AFT - EAD: A Great Junk Bond Fund That Could Experience Some Short-Term Pain

2023-12-27 13:23:35 ET

Summary

  • The Allspring Income Opportunities Fund is a junk bond fund that provides a very respectable 9.52% yield to its shareholders.
  • The EAD closed-end fund has been performing quite well over the past few months, as investors have become very optimistic about the Federal Reserve cutting interest rates.
  • The market is almost certainly wrong about the degree of 2024 rate cuts, which could result in short-term pain for anyone who buys the fund at today's levels.
  • The fund managed to cover its 2023 distributions and just increased it. There is still a risk that it will have to reduce the payout during 2024, though, if the market is wrong about rates.
  • The EAD fund is currently trading at a very attractive discount to net asset value.

The Allspring Income Opportunities Fund (EAD) is a closed-end fund aka CEF that specializes in providing investors with a very high level of current income.

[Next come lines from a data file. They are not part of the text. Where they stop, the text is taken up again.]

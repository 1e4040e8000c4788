// Copyright (c) 2026 100monkeys.ai
// SPDX-License-Identifier: AGPL-3.0

//! Append-only audit trail sinks.
//!
//! The public contract has no update and no delete: `append` must be durable
//! before it returns, and `read_all` returns records in insertion order with
//! monotonically increasing sequence numbers. The file-backed sink writes
//! one JSON object per line and fsyncs before acknowledging; sequence
//! assignment happens under the same lock as the write, so sequence order
//! and file order cannot diverge.

use async_trait::async_trait;
use std::path::PathBuf;
use std::sync::atomic::{AtomicU64, Ordering};
use tokio::io::AsyncWriteExt;
use tracing::debug;

use crate::domain::disruption::AuditRecord;

#[derive(Debug, Clone, thiserror::Error)]
pub enum AuditError {
    #[error("Audit write failed: {0}")]
    Io(String),

    #[error("Audit serialization failed: {0}")]
    Serialization(String),
}

#[async_trait]
pub trait AuditSink: Send + Sync {
    /// Persist the record durably and return its assigned sequence number.
    async fn append(&self, record: AuditRecord) -> Result<u64, AuditError>;

    /// All records, in insertion order.
    async fn read_all(&self) -> Result<Vec<AuditRecord>, AuditError>;
}

// ---------------------------------------------------------------------------
// In-memory sink (tests, non-durable deployments)
// ---------------------------------------------------------------------------

#[derive(Default)]
pub struct InMemoryAuditSink {
    records: parking_lot::Mutex<Vec<AuditRecord>>,
}

impl InMemoryAuditSink {
    pub fn new() -> Self {
        Self::default()
    }
}

#[async_trait]
impl AuditSink for InMemoryAuditSink {
    async fn append(&self, mut record: AuditRecord) -> Result<u64, AuditError> {
        let mut records = self.records.lock();
        let sequence = records.len() as u64;
        record.sequence = sequence;
        records.push(record);
        Ok(sequence)
    }

    async fn read_all(&self) -> Result<Vec<AuditRecord>, AuditError> {
        Ok(self.records.lock().clone())
    }
}

// ---------------------------------------------------------------------------
// JSONL file sink
// ---------------------------------------------------------------------------

pub struct JsonlAuditSink {
    path: PathBuf,
    file: tokio::sync::Mutex<tokio::fs::File>,
    next_sequence: AtomicU64,
}

impl JsonlAuditSink {
    /// Open (or create) the trail at `path`. An existing trail is scanned so
    /// sequence numbers continue where the previous process stopped.
    pub async fn open(path: impl Into<PathBuf>) -> Result<Self, AuditError> {
        let path = path.into();

        let next_sequence = match tokio::fs::read_to_string(&path).await {
            Ok(contents) => contents
                .lines()
                .filter(|l| !l.trim().is_empty())
                .last()
                .map(|line| {
                    serde_json::from_str::<AuditRecord>(line)
                        .map(|r| r.sequence + 1)
                        .map_err(|e| AuditError::Serialization(e.to_string()))
                })
                .transpose()?
                .unwrap_or(0),
            Err(e) if e.kind() == std::io::ErrorKind::NotFound => 0,
            Err(e) => return Err(AuditError::Io(e.to_string())),
        };

        let file = tokio::fs::OpenOptions::new()
            .create(true)
            .append(true)
            .open(&path)
            .await
            .map_err(|e| AuditError::Io(e.to_string()))?;

        debug!(path = %path.display(), next_sequence, "Opened audit trail");

        Ok(Self {
            path,
            file: tokio::sync::Mutex::new(file),
            next_sequence: AtomicU64::new(next_sequence),
        })
    }

    pub fn path(&self) -> &std::path::Path {
        &self.path
    }
}

#[async_trait]
impl AuditSink for JsonlAuditSink {
    async fn append(&self, mut record: AuditRecord) -> Result<u64, AuditError> {
        // Sequence assignment and the write happen under one lock so file
        // order always equals sequence order.
        let mut file = self.file.lock().await;

        let sequence = self.next_sequence.load(Ordering::SeqCst);
        record.sequence = sequence;

        let mut line = serde_json::to_string(&record)
            .map_err(|e| AuditError::Serialization(e.to_string()))?;
        line.push('\n');

        file.write_all(line.as_bytes())
            .await
            .map_err(|e| AuditError::Io(e.to_string()))?;
        file.flush().await.map_err(|e| AuditError::Io(e.to_string()))?;
        // Durable before the call is considered complete.
        file.sync_all()
            .await
            .map_err(|e| AuditError::Io(e.to_string()))?;

        self.next_sequence.store(sequence + 1, Ordering::SeqCst);
        Ok(sequence)
    }

    async fn read_all(&self) -> Result<Vec<AuditRecord>, AuditError> {
        // Hold the writer lock so a read never observes a half-written line.
        let _file = self.file.lock().await;

        let contents = match tokio::fs::read_to_string(&self.path).await {
            Ok(c) => c,
            Err(e) if e.kind() == std::io::ErrorKind::NotFound => return Ok(vec![]),
            Err(e) => return Err(AuditError::Io(e.to_string())),
        };

        contents
            .lines()
            .filter(|l| !l.trim().is_empty())
            .map(|line| {
                serde_json::from_str(line).map_err(|e| AuditError::Serialization(e.to_string()))
            })
            .collect()
    }
}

This fund is somewhat underfollowed by many investors, as well as the financial media, which may have something to do with Allspring Global not being nearly as well known as some of the larger fund houses. That does not mean that this is a bad fund, though, and indeed many of the comments on my previous article suggest that it has its fans. Indeed, the fund does seem to be quite competent as a junk bond fund, and its 9.52% yield is competitive with other junk bond funds. However, investors who are seeking to achieve the highest possible level of income that they can from their assets might still want to stick with a good floating-rate fund, such as the 12.36% yielding Apollo Senior Floating Rate Fund ( AFT ).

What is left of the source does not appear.